Directions in individual taxation.

Author:Baldwin, David R.


* A survey of recent court decisions and guidance can help keep practitioners' awareness current regarding common issues arising in individual income tax returns.

* As cases discussed in this article demonstrate, practitioners should be well-versed in the requirements to establish that a taxpayer materially participated in an activity.

* Whether support payments qualified as deductible alimony and whether distributions from individual retirement accounts and qualified plans were subject to tax continued to be frequent subjects of litigation.

This article covers recent developments in the area of individual taxation, including the treatment of support payments and IRA and qualified plan distributions, the Sec. 469 material participation rules, and the taxability of state economic development credits. The items are arranged in Code section order.

Sec. 48: Energy Credit

A reflective roof can qualify for the solar energy credit to the extent that the reflective roof's cost exceeds a standard roof's cost, according to IRS private rulings. (1)

Sec. 61: Gross Income Defined

The Tax Court in Shah (2) upheld the IRS's determinations after examination that the taxpayers were not entitled to various expenses deducted on their personal and corporate returns since they failed to substantiate the amounts and/or their business purpose and to establish a profit motive. In addition, the Tax Court found that the bank deposits method used to reconstruct the corporation's income was an acceptable method to determine income that the corporation had failed to report.

In another case, the Tax Court held that a physician received cancellation-of-debt (COD) income from forgiveness of a loan he received as part of a recruiting agreement with a rural hospital. (3)

Sec. 66: Treatment of Community Income

The Tax Court in Mottahedeh (4) held that the IRS used a permissible method of reconstructing the married taxpayers' unreported income and properly treated this income as community property attributable one-half each to the husband and the wife. The taxpayers operated a business that taught tax-evasion techniques, which they applied to their own financial situation by having customers pay cash, avoiding banks, and not keeping financial records or filing tax returns. The Tax Court found that the IRS's reconstruction of the taxpayers' taxable income through its investigation of their business and reliance on average spending statistics from the U.S. Bureau of Labor Statistics was valid and that the business was a joint effort between both spouses. Thus, the income from the business was held to be community property.

The Ninth Circuit held that the Tax Court in Hiramanek (5) properly determined that a former spouse was not jointly and severally liable for a tax deficiency since she signed a joint tax return under duress, based on the former spouse's testimony at trial. The Ninth Circuit agreed with the Tax Court that she was entitled to equitable relief under Sec. 66(c) because equitable relief resulting from the operation of a community property law may be available, even if the requirements for traditional relief are not satisfied, when it would be inequitable to hold the requesting spouse liable for the unpaid tax or deficiency.

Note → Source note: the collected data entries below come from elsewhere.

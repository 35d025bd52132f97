#![forbid(unsafe_code)]

//! Inline style properties, values, and the vendor-prefix fallback table.
//!
//! Hosts differ in which property names their style maps accept. Instead of
//! probing on every write, a [`StyleTable`] is resolved once when a
//! controller is constructed: each name the host does not support is mapped
//! to its `-webkit-` form, and every later write goes through the table.

use std::fmt;

/// Vendor prefix tried when a host rejects a canonical property name.
pub const WEBKIT_PREFIX: &str = "-webkit-";

/// Style properties the controller itself writes.
#[derive(Debug, Clone, Copy, PartialEq, Eq, Hash)]
pub enum StyleProperty {
    Transition,
    Transform,
    Position,
    Left,
    Top,
}

impl StyleProperty {
    /// All built-in properties, indexed by [`StyleProperty::index`].
    pub const ALL: [StyleProperty; 5] = [
        Self::Transition,
        Self::Transform,
        Self::Position,
        Self::Left,
        Self::Top,
    ];

    /// Canonical (unprefixed) CSS name.
    #[must_use]
    pub const fn as_str(self) -> &'static str {
        match self {
            Self::Transition => "transition",
            Self::Transform => "transform",
            Self::Position => "position",
            Self::Left => "left",
            Self::Top => "top",
        }
    }

    const fn index(self) -> usize {
        match self {
            Self::Transition => 0,
            Self::Transform => 1,
            Self::Position => 2,
            Self::Left => 3,
            Self::Top => 4,
        }
    }
}

impl fmt::Display for StyleProperty {
    fn fmt(&self, f: &mut fmt::Formatter<'_>) -> fmt::Result {
        f.write_str(self.as_str())
    }
}

/// A value written into a host style map.
///
/// Numeric values are lengths and gain a `px` suffix; keywords pass through
/// untouched.
#[derive(Debug, Clone, PartialEq)]
#[cfg_attr(feature = "serde", derive(serde::Serialize, serde::Deserialize))]
#[cfg_attr(feature = "serde", serde(untagged))]
pub enum StyleValue {
    Px(f64),
    Keyword(String),
}

impl StyleValue {
    /// Keyword value.
    #[must_use]
    pub fn keyword(value: impl Into<String>) -> Self {
        Self::Keyword(value.into())
    }

    /// `translate3d(x, y, 0)` with pixel offsets.
    #[must_use]
    pub fn translate3d(x: f64, y: f64) -> Self {
        Self::Keyword(format!("translate3d({x}px, {y}px, 0)"))
    }

    /// `all <ms>ms` transition.
    #[must_use]
    pub fn transition_all(duration: web_time::Duration) -> Self {
        Self::Keyword(format!("all {}ms", duration.as_millis()))
    }

    /// The literal `none`.
    #[must_use]
    pub fn none() -> Self {
        Self::Keyword("none".to_owned())
    }
}

impl fmt::Display for StyleValue {
    fn fmt(&self, f: &mut fmt::Formatter<'_>) -> fmt::Result {
        match self {
            Self::Px(px) => write!(f, "{px}px"),
            Self::Keyword(value) => f.write_str(value),
        }
    }
}

impl From<f64> for StyleValue {
    fn from(px: f64) -> Self {
        Self::Px(px)
    }
}

impl From<&str> for StyleValue {
    fn from(value: &str) -> Self {
        Self::keyword(value)
    }
}

impl From<String> for StyleValue {
    fn from(value: String) -> Self {
        Self::Keyword(value)
    }
}

/// Canonical property name → name the host accepts, resolved once.
#[derive(Debug, Clone, PartialEq, Eq)]
pub struct StyleTable {
    builtin: [String; 5],
    extra: Vec<(String, String)>,
}

impl StyleTable {
    /// Resolve the built-in properties plus `extra` names against `supports`.
    ///
    /// `supports` is asked once per distinct canonical name.
    pub fn resolve<'a, F>(extra: impl IntoIterator<Item = &'a str>, mut supports: F) -> Self
    where
        F: FnMut(&str) -> bool,
    {
        let mut pick = |name: &str| {
            if supports(name) {
                name.to_owned()
            } else {
                format!("{WEBKIT_PREFIX}{name}")
            }
        };
        let builtin = StyleProperty::ALL.map(|prop| pick(prop.as_str()));
        let mut resolved_extra: Vec<(String, String)> = Vec::new();
        for name in extra {
            if StyleProperty::ALL.iter().any(|prop| prop.as_str() == name)
                || resolved_extra.iter().any(|(canonical, _)| canonical == name)
            {
                continue;
            }
            resolved_extra.push((name.to_owned(), pick(name)));
        }
        Self {
            builtin,
            extra: resolved_extra,
        }
    }

    /// Table that accepts every canonical name as-is.
    #[must_use]
    pub fn identity() -> Self {
        Self::resolve(std::iter::empty(), |_| true)
    }

    /// Host name for a built-in property.
    #[must_use]
    pub fn property(&self, prop: StyleProperty) -> &str {
        &self.builtin[prop.index()]
    }

    /// Host name for an arbitrary canonical name.
    ///
    /// Names that were not part of the resolution pass fall back to the
    /// canonical spelling.
    #[must_use]
    pub fn name<'a>(&'a self, canonical: &'a str) -> &'a str {
        if let Some(prop) = StyleProperty::ALL
            .iter()
            .find(|prop| prop.as_str() == canonical)
        {
            return self.property(*prop);
        }
        self.extra
            .iter()
            .find(|(name, _)| name == canonical)
            .map_or(canonical, |(_, resolved)| resolved.as_str())
    }
}

impl Default for StyleTable {
    fn default() -> Self {
        Self::identity()
    }
}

Sec. 67: 2% Floor on Miscellaneous Itemized Deductions

In Peterson, (6) the Tax Court held that a police officer improperly deducted unreimbursed business expenses on Schedule A, Itemized Deductions, of his tax return. Under Sec. 67(a), miscellaneous itemized deductions are allowed only to the extent they exceed 2% of adjusted gross income. Moreover, to be deductible as unreimbursed employee business expenses, the expenses must be incurred through the performance of services as an employee, and the taxpayer must not have the right to reimbursement for such expenses from his or her employer. The court found that the taxpayer failed to prove he met these requirements.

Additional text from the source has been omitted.